• DIRECTIONS FOR THIS TASK: Transcribe the listing below word for word.

-=-=-

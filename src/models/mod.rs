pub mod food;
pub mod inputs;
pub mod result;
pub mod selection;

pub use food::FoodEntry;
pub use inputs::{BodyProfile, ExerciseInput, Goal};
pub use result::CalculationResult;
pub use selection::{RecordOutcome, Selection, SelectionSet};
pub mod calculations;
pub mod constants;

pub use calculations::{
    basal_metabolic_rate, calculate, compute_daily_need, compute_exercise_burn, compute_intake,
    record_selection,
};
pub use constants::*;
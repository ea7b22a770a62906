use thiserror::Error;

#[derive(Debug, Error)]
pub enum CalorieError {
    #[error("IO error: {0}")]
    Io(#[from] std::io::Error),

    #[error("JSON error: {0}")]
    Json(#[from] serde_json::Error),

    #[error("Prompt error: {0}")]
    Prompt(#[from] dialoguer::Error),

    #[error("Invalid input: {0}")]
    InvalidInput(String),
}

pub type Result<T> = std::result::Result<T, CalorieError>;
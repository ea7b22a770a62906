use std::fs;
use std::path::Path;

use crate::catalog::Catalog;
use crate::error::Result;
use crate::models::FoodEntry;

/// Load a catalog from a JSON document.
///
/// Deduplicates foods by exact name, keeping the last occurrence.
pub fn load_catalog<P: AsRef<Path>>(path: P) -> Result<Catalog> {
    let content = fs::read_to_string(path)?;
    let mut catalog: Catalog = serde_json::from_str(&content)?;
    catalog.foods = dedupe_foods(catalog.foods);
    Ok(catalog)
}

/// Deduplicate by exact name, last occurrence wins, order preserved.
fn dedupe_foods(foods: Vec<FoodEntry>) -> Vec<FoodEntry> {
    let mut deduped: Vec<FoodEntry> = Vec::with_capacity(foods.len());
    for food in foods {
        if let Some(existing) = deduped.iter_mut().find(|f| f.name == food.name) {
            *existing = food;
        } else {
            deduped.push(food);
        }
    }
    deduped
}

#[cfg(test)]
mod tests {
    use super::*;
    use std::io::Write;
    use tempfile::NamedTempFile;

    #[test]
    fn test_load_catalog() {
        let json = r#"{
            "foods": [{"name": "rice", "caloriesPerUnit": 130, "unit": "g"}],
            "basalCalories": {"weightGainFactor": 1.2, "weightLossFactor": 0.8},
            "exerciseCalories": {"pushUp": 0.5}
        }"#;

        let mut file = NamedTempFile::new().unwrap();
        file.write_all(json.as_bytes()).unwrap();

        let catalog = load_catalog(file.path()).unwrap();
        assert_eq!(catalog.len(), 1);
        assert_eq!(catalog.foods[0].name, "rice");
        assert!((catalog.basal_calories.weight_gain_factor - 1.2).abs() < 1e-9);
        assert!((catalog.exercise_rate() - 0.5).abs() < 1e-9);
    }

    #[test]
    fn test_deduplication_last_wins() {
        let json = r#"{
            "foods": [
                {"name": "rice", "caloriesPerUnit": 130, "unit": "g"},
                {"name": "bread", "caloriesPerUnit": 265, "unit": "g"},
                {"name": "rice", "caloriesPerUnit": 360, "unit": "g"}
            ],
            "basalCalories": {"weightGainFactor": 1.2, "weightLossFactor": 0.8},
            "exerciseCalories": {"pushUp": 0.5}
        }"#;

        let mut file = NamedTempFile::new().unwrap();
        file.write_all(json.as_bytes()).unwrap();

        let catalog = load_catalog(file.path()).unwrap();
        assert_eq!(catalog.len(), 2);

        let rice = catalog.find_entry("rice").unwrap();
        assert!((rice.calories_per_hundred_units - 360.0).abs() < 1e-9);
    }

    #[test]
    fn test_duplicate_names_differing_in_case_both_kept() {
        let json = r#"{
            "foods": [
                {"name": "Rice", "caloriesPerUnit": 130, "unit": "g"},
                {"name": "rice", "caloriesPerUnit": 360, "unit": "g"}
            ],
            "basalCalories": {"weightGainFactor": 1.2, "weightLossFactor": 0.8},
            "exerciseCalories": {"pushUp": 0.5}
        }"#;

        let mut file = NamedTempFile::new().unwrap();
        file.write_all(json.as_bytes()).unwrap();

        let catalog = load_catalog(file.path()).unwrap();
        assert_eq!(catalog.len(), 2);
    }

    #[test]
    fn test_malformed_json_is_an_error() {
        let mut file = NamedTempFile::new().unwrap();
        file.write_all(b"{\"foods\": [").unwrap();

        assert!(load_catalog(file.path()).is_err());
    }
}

-=-=-

• TASK RESULT:
filename src/models/mod.rs
pub mod food;
pub mod inputs;
pub mod result;
pub mod selection;

pub use food::FoodEntry;
pub use inputs::{BodyProfile, ExerciseInput, Goal};
pub use result::CalculationResult;
pub use selection::{RecordOutcome, Selection, SelectionSet};
pub mod calculations;
pub mod constants;

pub use calculations::{
    basal_metabolic_rate, calculate, compute_daily_need, compute_exercise_burn, compute_intake,
    record_selection,
};
pub use constants::*;
repository ea7b22a770a62906
use thiserror::Error;

#[derive(Debug, Error)]
pub enum CalorieError {
    #[error("IO error: {0}")]
    Io(#[from] std::io::Error),

    #[error("JSON error: {0}")]
    Json(#[from] serde_json::Error),

    #[error("Prompt error: {0}")]
    Prompt(#[from] dialoguer::Error),

    #[error("Invalid input: {0}")]
    InvalidInput(String),
}

pub type Result<T> = std::result::Result<T, CalorieError>;
repository ea7b22a770a62906
use std::fs;
use std::path::Path;

use crate::catalog::Catalog;
use crate::error::Result;
use crate::models::FoodEntry;

/// Load a catalog from a JSON document.
///
/// Deduplicates foods by exact name, keeping the last occurrence.
pub fn load_catalog<P: AsRef<Path>>(path: P) -> Result<Catalog> {
    let content = fs::read_to_string(path)?;
    let mut catalog: Catalog = serde_json::from_str(&content)?;
    catalog.foods = dedupe_foods(catalog.foods);
    Ok(catalog)
}

/// Deduplicate by exact name, last occurrence wins, order preserved.
fn dedupe_foods(foods: Vec<FoodEntry>) -> Vec<FoodEntry> {
    let mut deduped: Vec<FoodEntry> = Vec::with_capacity(foods.len());
    for food in foods {
        if let Some(existing) = deduped.iter_mut().find(|f| f.name == food.name) {
            *existing = food;
        } else {
            deduped.push(food);
        }
    }
    deduped
}

#[cfg(test)]
mod tests {
    use super::*;
    use std::io::Write;
    use tempfile::NamedTempFile;

    #[test]
    fn test_load_catalog() {
        let json = r#"{
            "foods": [{"name": "rice", "caloriesPerUnit": 130, "unit": "g"}],
            "basalCalories": {"weightGainFactor": 1.2, "weightLossFactor": 0.8},
            "exerciseCalories": {"pushUp": 0.5}
        }"#;

        let mut file = NamedTempFile::new().unwrap();
        file.write_all(json.as_bytes()).unwrap();

        let catalog = load_catalog(file.path()).unwrap();
        assert_eq!(catalog.len(), 1);
        assert_eq!(catalog.foods[0].name, "rice");
        assert!((catalog.basal_calories.weight_gain_factor - 1.2).abs() < 1e-9);
        assert!((catalog.exercise_rate() - 0.5).abs() < 1e-9);
    }

    #[test]
    fn test_deduplication_last_wins() {
        let json = r#"{
            "foods": [
                {"name": "rice", "caloriesPerUnit": 130, "unit": "g"},
                {"name": "bread", "caloriesPerUnit": 265, "unit": "g"},
                {"name": "rice", "caloriesPerUnit": 360, "unit": "g"}
            ],
            "basalCalories": {"weightGainFactor": 1.2, "weightLossFactor": 0.8},
            "exerciseCalories": {"pushUp": 0.5}
        }"#;

        let mut file = NamedTempFile::new().unwrap();
        file.write_all(json.as_bytes()).unwrap();

        let catalog = load_catalog(file.path()).unwrap();
        assert_eq!(catalog.len(), 2);

        let rice = catalog.find_entry("rice").unwrap();
        assert!((rice.calories_per_hundred_units - 360.0).abs() < 1e-9);
    }

    #[test]
    fn test_duplicate_names_differing_in_case_both_kept() {
        let json = r#"{
            "foods": [
                {"name": "Rice", "caloriesPerUnit": 130, "unit": "g"},
                {"name": "rice", "caloriesPerUnit": 360, "unit": "g"}
            ],
            "basalCalories": {"weightGainFactor": 1.2, "weightLossFactor": 0.8},
            "exerciseCalories": {"pushUp": 0.5}
        }"#;

        let mut file = NamedTempFile::new().unwrap();
        file.write_all(json.as_bytes()).unwrap();

        let catalog = load_catalog(file.path()).unwrap();
        assert_eq!(catalog.len(), 2);
    }

    #[test]
    fn test_malformed_json_is_an_error() {
        let mut file = NamedTempFile::new().unwrap();
        file.write_all(b"{\"foods\": [").unwrap();

        assert!(load_catalog(file.path()).is_err());
    }
}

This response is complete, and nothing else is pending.